How to design a function. Using
natural recursion, higher-order functions, various modules and lazy
streams. When is the best time to use direct recursion vs. higher-order
functions?
It is generally not necessary to design a function that performs an
operation on every item in a collection (or filters items out of a
collection based on some criteria). Rather, design a function that
performs the operation (or the predicate) on a single item, then use a
higher-order function to apply this function to every element in a
collection.
Function properties. Metadata
(specifically module doc and doc strings), arity, etc. Recursion,
especially tail recursion vs. not and its impact on the amount of stack
space used by a program.
Data properties. The importance of persistent, immutable data and the implications for how we write functions.
Design methodology. Make your functions easier to understand by documenting the function contract @spec, descriptions, examples of use, and tests. You can leave out examples if the tests are nearby. The best option for testing functions is to create a separate test file using the test framework, but this won't be covered on this exam.

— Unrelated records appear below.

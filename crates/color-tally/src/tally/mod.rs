//! Frequency aggregation over pixel buffers
//!
//! One linear pass per call: transparent samples are skipped, ignored colors
//! are skipped, everything else is counted by packed RGBA key. The result is
//! ranked by descending count.
//!
//! # Example
//!
//! ```
//! use color_tally::{aggregate, IgnoreSet, PixelBuffer, Rgba};
//!
//! let red = Rgba::opaque(255, 0, 0);
//! let blue = Rgba::opaque(0, 0, 255);
//! let clear = Rgba::new(0, 0, 0, 0);
//! let buffer = PixelBuffer::from_samples(&[red, red, blue, clear], 2, 2);
//!
//! let colors = aggregate(&buffer, &IgnoreSet::new());
//! let hex: Vec<&str> = colors.iter().map(|c| c.hex()).collect();
//! assert_eq!(hex, ["#ff0000", "#0000ff"]);
//! ```

mod frequency;
mod ignore;

pub use frequency::{ColorCount, FrequencyTable};
pub use ignore::IgnoreSet;

use crate::color::Color;
use crate::pixels::{samples, PixelBuffer};

/// Ranked colors of a buffer, with their counts.
pub fn tally(pixels: &PixelBuffer, ignore: &IgnoreSet) -> Vec<ColorCount> {
    tally_bytes(pixels.as_bytes(), ignore)
}

/// [`tally`] over raw stride-4 RGBA bytes.
pub fn tally_bytes(data: &[u8], ignore: &IgnoreSet) -> Vec<ColorCount> {
    let mut table = FrequencyTable::new(ignore);
    table.extend(samples(data));
    table.into_ranked()
}

/// Ranked colors of a buffer, most frequent first.
///
/// Returns an empty vector when nothing is countable.
pub fn aggregate(pixels: &PixelBuffer, ignore: &IgnoreSet) -> Vec<Color> {
    aggregate_bytes(pixels.as_bytes(), ignore)
}

/// [`aggregate`] over raw stride-4 RGBA bytes.
pub fn aggregate_bytes(data: &[u8], ignore: &IgnoreSet) -> Vec<Color> {
    tally_bytes(data, ignore)
        .into_iter()
        .map(|entry| entry.color)
        .collect()
}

Important collection types: lists, maps, ranges, sets. These have a number of useful operations that work on all of them and other operations specific to each type, in the appropriate modules. Make sure you know how each of these operations works.
Impact of laziness. In functional programming, how can we replace various types of recursion with operations on lazy streams?
Functional programming. The idea of a pure vs. impure function (as in, if I show a function, can you id it as pure/impure?), the use of lazy streams and their functions, properties of functional code (such as referential transparency, reusability, composability).